Copy each line of the data below in which the word "disk" can be found.

Stored data
==================================================

impl<S, K> Logger<S, K>
where
    S: SampleSource,
    K: Sink,
{
    /// Logger over `source` and `sink`
    pub fn new(source: S, sink: K, config: LoggerConfig) -> Self {
        Self { source, sink, config, stats: Arc::default(), events: None, started: false }
    }

    /// Report every cycle on `events`; a disconnected receiver is ignored
    pub fn with_events(mut self, events: Sender<LogEvent>) -> Self {
        self.events = Some(events);
        self
    }

    /// Shared counters
    pub fn stats(&self) -> Arc<LoggerStats> {
        Arc::clone(&self.stats)
    }

    /// Give back the source and the sink
    pub fn into_parts(self) -> (S, K) {
        (self.source, self.sink)
    }

    fn emit(&self, event: LogEvent) {
        if let Some(events) = &self.events {
            let _ = events.send(event);
        }
    }

    fn acquisition_failed(&self, err: &S::Error) -> CycleOutcome {
        warn!("logger: skipping cycle: {:?}", err);
        self.stats.acquisition_errors.fetch_add(1, Ordering::Relaxed);
        self.emit(LogEvent::AcquisitionFailed(format!("{err:?}")));
        CycleOutcome::AcquisitionSkipped
    }

    /// Take one sample and append it
    pub fn run_cycle(&mut self) -> CycleOutcome {
        self.stats.cycles.fetch_add(1, Ordering::Relaxed);
        if !self.started {
            if let Err(err) = self.source.start() {
                return self.acquisition_failed(&err);
            }
            self.started = true;
        }
        let sample = match self.source.sample(self.config.unit) {
            Ok(sample) => sample,
            Err(err) => return self.acquisition_failed(&err),
        };
        let record = LogRecord::new(&sample, Local::now());
        match self.sink.append(&record) {
            Ok(()) => {
                debug!("logger: {}", record.to_csv());
                self.stats.records.fetch_add(1, Ordering::Relaxed);
                self.emit(LogEvent::Recorded(record));
                CycleOutcome::Recorded
            }
            Err(err) => {
                warn!("logger: sink failed: {}", err);
                self.stats.sink_errors.fetch_add(1, Ordering::Relaxed);
                self.emit(LogEvent::SinkFailed(err.to_string()));
                CycleOutcome::SinkFailed
            }
        }
    }

    /// Sleep until the next cycle is due; false if stopped meanwhile
    fn wait(&self, stop: &AtomicBool) -> bool {
        let deadline = Instant::now() + self.config.interval;
        loop {
            if stop.load(Ordering::Acquire) {
                return false;
            }
            let now = Instant::now();
            if now >= deadline {
                return true;
            }
            thread::park_timeout(deadline - now);
        }
    }

    /// Run cycles until `stop` is set or the cycle limit is reached
    ///
    /// `stop` is checked between cycles only, never during a bus transfer.
    pub fn run(&mut self, stop: &AtomicBool) {
        info!("logger: started, interval {:?}", self.config.interval);
        let mut cycles = 0u64;
        while self.config.max_cycles.is_none_or(|max| cycles < max) {
            if !self.wait(stop) {
                break;
            }
            self.run_cycle();
            cycles += 1;
        }
        info!("logger: stopped after {} cycles", cycles);
    }
}

impl<S, K> Logger<S, K>
where
    S: SampleSource + Send + 'static,
    K: Sink + Send + 'static,
{
    /// Run the loop on its own thread
    pub fn spawn(mut self) -> io::Result<LoggerHandle<S, K>> {
        let stop = Arc::new(AtomicBool::new(false));
        let stats = self.stats();
        let thread_stop = Arc::clone(&stop);
        let thread = thread::Builder::new().name(String::from("sht3x-logger")).spawn(move || {
            self.run(&thread_stop);
            self
        })?;
        Ok(LoggerHandle { stop, stats, thread })
    }
}

/// Control of a logger running on its own thread
pub struct LoggerHandle<S, K> {
    stop: Arc<AtomicBool>,
    stats: Arc<LoggerStats>,
    thread: JoinHandle<Logger<S, K>>,
}

impl<S, K> LoggerHandle<S, K> {
    /// Shared counters
    pub fn stats(&self) -> &LoggerStats {
        &self.stats
    }

    /// Whether the loop has ended by itself (cycle limit reached)
    pub fn is_finished(&self) -> bool {
        self.thread.is_finished()
    }

    /// Signal the loop, wait for the current cycle to finish, and give back source and sink
    pub fn stop(self) -> thread::Result<(S, K)> {
        self.stop.store(true, Ordering::Release);
        self.thread.thread().unpark();
        let logger = self.thread.join()?;
        Ok((logger.source, logger.sink))
    }
}

#[cfg(test)]
mod tests {
    use super::*;
    use crate::types::{Error, Field, RawReading};

    use std::sync::mpsc;
    use std::sync::Mutex;

    /// Fails with a checksum error on the listed (1-based) sample calls
    struct ScriptedSource {
        calls: u64,
        fail_on: Vec<u64>,
        starts: u64,
        start_failures: u64,
    }
    impl ScriptedSource {
        fn failing_on(fail_on: &[u64]) -> Self {
            Self { calls: 0, fail_on: fail_on.to_vec(), starts: 0, start_failures: 0 }
        }
    }
    impl SampleSource for ScriptedSource {
        type Error = Error<()>;
        fn start(&mut self) -> Result<(), Self::Error> {
            self.starts += 1;
            if self.starts <= self.start_failures {
                return Err(Error::I2c(()));
            }
            Ok(())
        }
        fn sample(&mut self, unit: TemperatureUnit) -> Result<Sample, Self::Error> {
            self.calls += 1;
            if self.fail_on.contains(&self.calls) {
                return Err(Error::CrcMismatch(Field::Temperature));
            }
            let raw = RawReading { temperature: 0x6666, humidity: 0x8000 };
            Ok(Sample::from_raw(&raw, unit, self.calls))
        }
    }

    #[derive(Clone, Default)]
    struct MemorySink {
        records: Arc<Mutex<Vec<LogRecord>>>,
        fail_on: Vec<usize>,
        appends: usize,
    }
    impl Sink for MemorySink {
        fn append(&mut self, record: &LogRecord) -> Result<(), SinkError> {
            self.appends += 1;
            if self.fail_on.contains(&self.appends) {
                return Err(SinkError::Database(String::from("disk full")));
            }
            self.records.lock().unwrap().push(record.clone());
            Ok(())
        }
    }

    fn config(max_cycles: u64) -> LoggerConfig {
        LoggerConfig { interval: Duration::ZERO, unit: TemperatureUnit::Celsius, max_cycles: Some(max_cycles) }
    }

    #[test]
    fn one_bad_read_skips_one_cycle() {
        let sink = MemorySink::default();
        let records = Arc::clone(&sink.records);
        let mut logger = Logger::new(ScriptedSource::failing_on(&[3]), sink, config(10));

        let outcomes: Vec<_> = (0..10).map(|_| logger.run_cycle()).collect();
        assert_eq!(outcomes[2], CycleOutcome::AcquisitionSkipped);
        assert_eq!(outcomes.iter().filter(|o| **o == CycleOutcome::Recorded).count(), 9);

        let stats = logger.stats();
        assert_eq!(stats.cycles(), 10);
        assert_eq!(stats.records(), 9);
        assert_eq!(stats.acquisition_errors(), 1);
        assert_eq!(stats.sink_errors(), 0);
        assert_eq!(records.lock().unwrap().len(), 9);
        assert!(records.lock().unwrap().iter().all(|r| (r.temperature - 25.0).abs() < 0.01));
    }

    #[test]
    fn run_honours_cycle_limit() {
        let sink = MemorySink::default();
        let records = Arc::clone(&sink.records);
        let mut logger = Logger::new(ScriptedSource::failing_on(&[3]), sink, config(10));
        logger.run(&AtomicBool::new(false));
        assert_eq!(records.lock().unwrap().len(), 9);
        assert_eq!(logger.stats().acquisition_errors(), 1);
    }

    #[test]
    fn sink_errors_are_reported_separately() {
        let (tx, rx) = mpsc::channel();
        let sink = MemorySink { fail_on: vec![2], ..Default::default() };
        let mut logger = Logger::new(ScriptedSource::failing_on(&[4]), sink, config(5)).with_events(tx);
        logger.run(&AtomicBool::new(false));

        let stats = logger.stats();
        assert_eq!(stats.records(), 3);
        assert_eq!(stats.sink_errors(), 1);
        assert_eq!(stats.acquisition_errors(), 1);

        let events: Vec<_> = rx.try_iter().collect();
        assert_eq!(events.len(), 5);
        assert!(matches!(events[1], LogEvent::SinkFailed(ref msg) if msg.contains("disk full")));
        assert!(matches!(events[3], LogEvent::AcquisitionFailed(_)));
        assert!(matches!(events[4], LogEvent::Recorded(_)));
    }

    #[test]
    fn start_is_retried_until_it_succeeds() {
        let mut source = ScriptedSource::failing_on(&[]);
        source.start_failures = 2;
        let mut logger = Logger::new(source, MemorySink::default(), config(4));
        logger.run(&AtomicBool::new(false));
        assert_eq!(logger.stats().acquisition_errors(), 2);
        assert_eq!(logger.stats().records(), 2);
        let (source, _) = logger.into_parts();
        assert_eq!(source.starts, 3);
    }

    #[test]
    fn stop_signal_ends_a_spawned_logger() {
        let sink = MemorySink::default();
        let records = Arc::clone(&sink.records);
        let config = LoggerConfig { interval: Duration::from_millis(5), max_cycles: None, ..config(0) };
        let handle = Logger::new(ScriptedSource::failing_on(&[]), sink, config).spawn().unwrap();

        let deadline = Instant::now() + Duration::from_secs(5);
        while handle.stats().records() < 3 && Instant::now() < deadline {
            thread::sleep(Duration::from_millis(1));
        }
        assert!(!handle.is_finished());
        let (source, _) = handle.stop().unwrap();
        assert!(source.calls >= 3);
        assert_eq!(records.lock().unwrap().len() as u64, source.calls);
    }

    #[test]
    fn stop_interrupts_a_long_interval() {
        let config = LoggerConfig { interval: Duration::from_secs(3600), ..LoggerConfig::default() };
        let handle = Logger::new(ScriptedSource::failing_on(&[]), MemorySink::default(), config).spawn().unwrap();
        let started = Instant::now();
        let (source, _) = handle.stop().unwrap();
        assert_eq!(source.calls, 0);
        assert!(started.elapsed() < Duration::from_secs(60));
    }

    #[cfg(feature = "blocking")]
    mod driver {
        use super::*;
        use crate::blocking::Sht3x;
        use crate::controller::tests::{reply, ManualClock};
        use crate::{Accuracy, AcquisitionMode, I2cAddr};

        use embedded_hal_mock::eh1::delay::NoopDelay;
        use embedded_hal_mock::eh1::i2c::{Mock as I2cMock, Transaction};

        const ADDR: u8 = 0x44;

        type Driver = Sht3x<I2cMock, NoopDelay, ManualClock>;

        fn driver(expectations: &[Transaction], mode: AcquisitionMode) -> Driver {
            let mut sht = Sht3x::new(I2cMock::new(expectations), NoopDelay::new(), ManualClock::default(), I2cAddr::AddrLow);
            sht.set_mode(mode).unwrap();
            sht
        }

        fn done(logger: Logger<Driver, MemorySink>) {
            let (sht, _) = logger.into_parts();
            let (mut i2c, _, _) = sht.destroy();
            i2c.done();
        }

        #[test]
        fn single_shot_triggers_every_cycle() {
            let mut expectations = Vec::new();
            for _ in 0..3 {
                expectations.push(Transaction::write(ADDR, vec![0x24, 0x0B]));
                expectations.push(Transaction::read(ADDR, reply(0x6666, 0x8000).to_vec()));
            }
            let sht = driver(&expectations, AcquisitionMode::single_shot(Accuracy::Medium));
            let sink = MemorySink::default();
            let records = Arc::clone(&sink.records);
            let mut logger = Logger::new(sht, sink, config(3));
            logger.run(&AtomicBool::new(false));

            assert_eq!(logger.stats().records(), 3);
            assert_eq!(logger.stats().acquisition_errors(), 0);
            assert!(records.lock().unwrap().iter().all(|r| (r.humidity - 50.0).abs() < 0.01));
            done(logger);
        }

        #[test]
        fn periodic_starts_once_and_records_every_cycle() {
            let mut expectations = vec![Transaction::write(ADDR, vec![0x21, 0x26])];
            for _ in 0..3 {
                expectations.push(Transaction::write(ADDR, vec![0xE0, 0x00]));
                expectations.push(Transaction::read(ADDR, reply(0x6666, 0x8000).to_vec()));
            }
            let mode = AcquisitionMode::periodic(Accuracy::Medium, 1.0).unwrap();
            let mut logger = Logger::new(driver(&expectations, mode), MemorySink::default(), config(3));
            logger.run(&AtomicBool::new(false));

            assert_eq!(logger.stats().records(), 3);
            assert_eq!(logger.stats().acquisition_errors(), 0);
            done(logger);
        }

        #[test]
        fn corrupted_reply_skips_one_cycle() {
            let mut expectations = Vec::new();
            for cycle in 1..=5 {
                let mut bytes = reply(0x6666, 0x8000);
                if cycle == 3 {
                    bytes[2] ^= 0x01;
                }
                expectations.push(Transaction::write(ADDR, vec![0x24, 0x16]));
                expectations.push(Transaction::read(ADDR, bytes.to_vec()));
            }
            let sht = driver(&expectations, AcquisitionMode::single_shot(Accuracy::Low));
            let mut logger = Logger::new(sht, MemorySink::default(), config(5));

            let outcomes: Vec<_> = (0..5).map(|_| logger.run_cycle()).collect();
            assert_eq!(outcomes[2], CycleOutcome::AcquisitionSkipped);
            assert_eq!(logger.stats().records(), 4);
            assert_eq!(logger.stats().acquisition_errors(), 1);
            done(logger);
        }
    }
}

==================================================

• _SOLUTION TO THE PROBLEM_:
                return Err(SinkError::Database(String::from("disk full")));
        assert!(matches!(events[1], LogEvent::SinkFailed(ref msg) if msg.contains("disk full")));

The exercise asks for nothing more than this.